Thank so much for your helpful comments. I need to be sure about the last part of your comment. Could you introduce me a reference to check that $G$ has no nontrivial representations of dimension $\leq n$. –  purelymath Jan 10 '13 at 10:49
    
The complex simple algebraic group $Sp_{m,\mathbb{C}}$ of $2m$-dimensional space $V$ has, for $m\ge 2$, an irreducible representation of dimension $m(2m-1)-1$ in a subspace of codimension 1 of the space $\Lambda^2 V$. I think that it is the irreducible representation of smallest dimension after $V$ itself - ask this in Math Overflow!

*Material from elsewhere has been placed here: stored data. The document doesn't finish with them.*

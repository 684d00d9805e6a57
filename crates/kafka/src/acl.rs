//! `KafkaAclEntry` change computer.
//!
//! An ACL entry is immutable: its identity is the whole binding, so the only possible
//! changes are `Add`, `Delete` or `None`. Spec shape:
//! `{ principal: "User:alice", resource: "TOPIC:orders", permission: "read" }`.

use kspec_change::{record, ChangeComputer, ChangeError, ChangeOptions};
use kspec_core::{ChangeType, FieldChanges, Resource, ResourceChange};

pub const PRINCIPAL: &str = "principal";
pub const RESOURCE: &str = "resource";
pub const PERMISSION: &str = "permission";

/// Identity of one binding.
#[derive(Debug, Clone, PartialEq, Eq, PartialOrd, Ord, Hash)]
pub struct AclKey {
    pub principal: String,
    pub resource: String,
    pub permission: String,
}

impl AclKey {
    pub fn of(r: &Resource) -> Self {
        let part = |k: &str| r.spec.get(k).and_then(|v| v.as_str()).unwrap_or_default().trim().to_string();
        Self { principal: part(PRINCIPAL), resource: part(RESOURCE), permission: part(PERMISSION).to_ascii_lowercase() }
    }

    pub fn is_complete(&self) -> bool {
        !self.principal.is_empty() && !self.resource.is_empty() && !self.permission.is_empty()
    }
}

impl std::fmt::Display for AclKey {
    fn fmt(&self, f: &mut std::fmt::Formatter<'_>) -> std::fmt::Result {
        write!(f, "{}|{}|{}", self.principal, self.resource, self.permission)
    }
}

pub fn acl_computer<'a>(opts: &ChangeOptions) -> ChangeComputer<'a, Resource, String, Resource> {
    ChangeComputer::new(|r: &Resource| AclKey::of(r).to_string(), |r: &Resource| r.clone())
        .with_classifier(|b: Option<&Resource>, a: Option<&Resource>, _: &FieldChanges| {
            Some(match (b, a) {
                (None, _) => ChangeType::Add,
                (_, None) => ChangeType::Delete,
                _ => ChangeType::None,
            })
        })
        .with_deletion_marker(Resource::is_marked_for_deletion)
        .delete_orphans(opts.delete_orphans)
}

pub fn compute_acl_changes(
    actual: Vec<Resource>,
    desired: Vec<Resource>,
    opts: &ChangeOptions,
) -> Result<Vec<ResourceChange>, ChangeError> {
    let changes = acl_computer(opts).compute(actual, desired)?;
    record(&changes);
    Ok(changes)
}

#[cfg(test)]
mod tests {
    use super::*;
    use crate::kinds;
    use kspec_core::{annotations, ObjectMeta};
    use serde_json::json;

    fn entry(name: &str, principal: &str, permission: &str) -> Resource {
        Resource::new(
            &kinds::acl_entry(),
            ObjectMeta::named(name),
            json!({ "principal": principal, "resource": "TOPIC:orders", "permission": permission }),
        )
    }

    #[test]
    fn bindings_are_keyed_by_identity_not_name() {
        // Same binding under a different name is the same entry.
        let actual = vec![entry("a", "User:alice", "read")];
        let desired = vec![entry("alice-read", "User:alice", "READ"), entry("bob", "User:bob", "write")];
        let out = compute_acl_changes(actual, desired, &ChangeOptions::default()).unwrap();
        let seen: Vec<(&str, ChangeType)> = out.iter().map(|c| (c.key.as_str(), c.change_type)).collect();
        assert_eq!(
            seen,
            vec![("User:alice|TOPIC:orders|read", ChangeType::None), ("User:bob|TOPIC:orders|write", ChangeType::Add)]
        );
    }

    #[test]
    fn entries_are_never_updated() {
        let mut changed = entry("a", "User:alice", "read");
        changed.spec["host"] = json!("10.0.0.1");
        let out = compute_acl_changes(vec![entry("a", "User:alice", "read")], vec![changed], &ChangeOptions::default()).unwrap();
        assert_eq!(out[0].change_type, ChangeType::None);
        assert!(out[0].fields.is_empty());
    }

    #[test]
    fn annotated_and_orphaned_entries_are_deleted() {
        let mut marked = entry("a", "User:alice", "read");
        marked.metadata = marked.metadata.with_annotation(annotations::DELETE, true);
        let actual = vec![entry("a", "User:alice", "read"), entry("b", "User:bob", "write")];
        let out = compute_acl_changes(actual.clone(), vec![marked.clone()], &ChangeOptions::default()).unwrap();
        assert_eq!(out.len(), 1);
        assert_eq!(out[0].change_type, ChangeType::Delete);
        let out = compute_acl_changes(actual, vec![marked], &ChangeOptions::default().with_delete_orphans(true)).unwrap();
        assert!(out.iter().all(|c| c.change_type == ChangeType::Delete));
        assert_eq!(out.len(), 2);
    }

    #[test]
    fn key_requires_all_parts() {
        assert!(AclKey::of(&entry("a", "User:alice", "read")).is_complete());
        let partial = Resource::new(&kinds::acl_entry(), ObjectMeta::named("x"), json!({ "principal": "User:x" }));
        assert!(!AclKey::of(&partial).is_complete());
    }
}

On the other hand, for $m\ge 3$ we have $m(2m-1)-1>4m$. –  Mikhail Borovoi Jan 10 '13 at 11:51
    
OK, I'll ask it in Math Overflow. Excuse me for the following question if it is easy, I'm not well in representation theory. Let's think your guess is true about representation of $Sp_{m,\mathbb{C}}$, then how can we get your assertion about representation of $G=Sp(m)/\mathbb{Z}_2$? –  purelymath Jan 10 '13 at 13:10
    
A real $d$-dimensional representation of the real algebraic group $Sp(m)/\mu_2$ gives, by complexification, a complex $d$-dimensional representation of the complex algebraic group $Sp_{m,\mathbb{C}}/\mu_2$, which in turn gives a complex $d$-dimensional representation of $Sp_{m,\mathbb{C}}$. –  Mikhail Borovoi Jan 10 '13 at 13:56

1 Answer 1

up vote 3 down vote accepted

(I add details to my comments.) The answer depends on $n=4r$. Write $G=Sp(r)/\mu_2$. If $r=1$, then $G\simeq SO_3$, so $G$ admits a faithful 4-dimensional representation into $SO_4$. Similarly, if $r=2$, then $G\simeq SO_5$, hence $G$ admits a faithful 8-dimensional representation into $SO_8$. (Of course, in these cases $S^{4r-1}$ is not an orbit.) For $r\ge 3$ the group $G$ has no nontrivial representations of dimension $4r$, see below, hence it cannot be embedded into $SO_{4r}$.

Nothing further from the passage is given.